Dossier : IMM-5814-00

Référence neutre : 2002 CFPI 424

Ottawa (Ontario), le 12 avril 2002

EN PRÉSENCE DE MONSIEUR LE JUGE JOHN A. O'KEEFE

ENTRE :

                                                  CEDRIC SYLVESTER CHAMBERS

                                                                                                                                                     demandeur

                                                                              - et -

                      LE MINISTRE DE LA CITOYENNETÉ ET DE L'IMMIGRATION

                                                                                                                                                      défendeur

                                  MOTIFS DE L'ORDONNANCE ET ORDONNANCE

LE JUGE O'KEEFE

[1]                 Il s'agit d'une demande de contrôle judiciaire en conformité avec l'article 82.1 de la Loi sur l'immigration, L.R.C. (1985), ch. I-2, d'une décision rendue par le tribunal de la section d'appel de la Commission de l'immigration et du statut de réfugié (SAI), le 6 novembre 2000, dans laquelle la SAI a refusé de rouvrir l'appel interjeté par le demandeur contre une mesure d'expulsion.


[2]                 Le demandeur sollicite une ordonnance annulant la décision de refuser de rouvrir l'appel et sollicite une ordonnance renvoyant l'affaire pour nouvel examen par un tribunal différemment constitué.

Contexte

[3]                 Le demandeur est un citoyen de la Jamaïque. Le demandeur s'est vu accorder le statut de résident permanent au Canada le 14 mars 1973. Le demandeur était marié en 1973 et il s'est séparé à la fin des années 80. Le demandeur a quatre enfants adultes. En date d'août 1999, le demandeur n'a eu aucun contact avec sa femme et ses quatre enfants, et ce, depuis 1989.

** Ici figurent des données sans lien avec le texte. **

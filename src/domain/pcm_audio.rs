/// Mono single-precision samples at a known rate.
#[derive(Debug, Clone, PartialEq)]
pub struct PcmAudio {
    pub samples: Vec<f32>,
    pub sample_rate: u32,
}

impl PcmAudio {
    pub fn new(samples: Vec<f32>, sample_rate: u32) -> Self {
        Self {
            samples,
            sample_rate,
        }
    }

    /// Averages interleaved frames down to one channel.
    pub fn from_interleaved(interleaved: &[f32], channels: usize, sample_rate: u32) -> Self {
        if channels <= 1 {
            return Self::new(interleaved.to_vec(), sample_rate);
        }

        let samples = interleaved
            .chunks(channels)
            .map(|frame| frame.iter().sum::<f32>() / frame.len() as f32)
            .collect();

        Self::new(samples, sample_rate)
    }

    pub fn duration_secs(&self) -> f64 {
        if self.sample_rate == 0 {
            return 0.0;
        }
        self.samples.len() as f64 / self.sample_rate as f64
    }

    pub fn is_empty(&self) -> bool {
        self.samples.is_empty()
    }
}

[4]                 Le demandeur a été condamné 18 fois, la première fois le 7 juillet 1983 et la dernière fois le 7 août 1997. Le 20 novembre 1998, le demandeur a fait l'objet d'une mesure d'expulsion après avoir été reconnu coupable le 16 février 1994 de trafic de stupéfiants (cocaïne).

[5]                 Le demandeur a interjeté appel de la mesure d'expulsion.

[6]                 Le 24 août 1999, l'appel a été entendu par le premier tribunal de la SAI. Le demandeur s'est présenté et a été représenté par son avocat.

[7]                 Le 27 octobre 1999, la décision rejetant l'appel a été rendue par le premier tribunal de la SAI. Des motifs ont été fournis.

[8]                 Le 12 novembre 1999, le demandeur a déposé une demande d'autorisation de présenter une demande de contrôle judiciaire à la Section de première instance de la Cour fédérale (no du greffe : IMM-5490-99). À cette occasion, le demandeur a été représenté par un nouvel avocat.

[9]                 Le 30 novembre 1999, l'avocat du demandeur a écrit à l'agent chargé du renvoi afin de lui demander de reporter le renvoi du demandeur parce que « M. Chambers est gravement malade et qu'il est incapable de prendre soin de lui-même » .

[10]            Le 13 décembre 1999, le demandeur a déposé le dossier de sa demande à la Section de première instance de la Cour fédérale, dossier qui soulevait la question suivante :

[traduction]

Le tribunal a-t-il erré en droit en rejetant l'appel du fait qu'il ait omis de tenir compte de questions liées aux droits de la personne que soulève l'expulsion d'une personne atteinte de maladie mentale qui dépend entièrement de sa famille au plan émotif dans le contexte des questions de traitement cruel et inusité et du droit à la vie et à la sécurité prévu par l'article 7 de la Charte?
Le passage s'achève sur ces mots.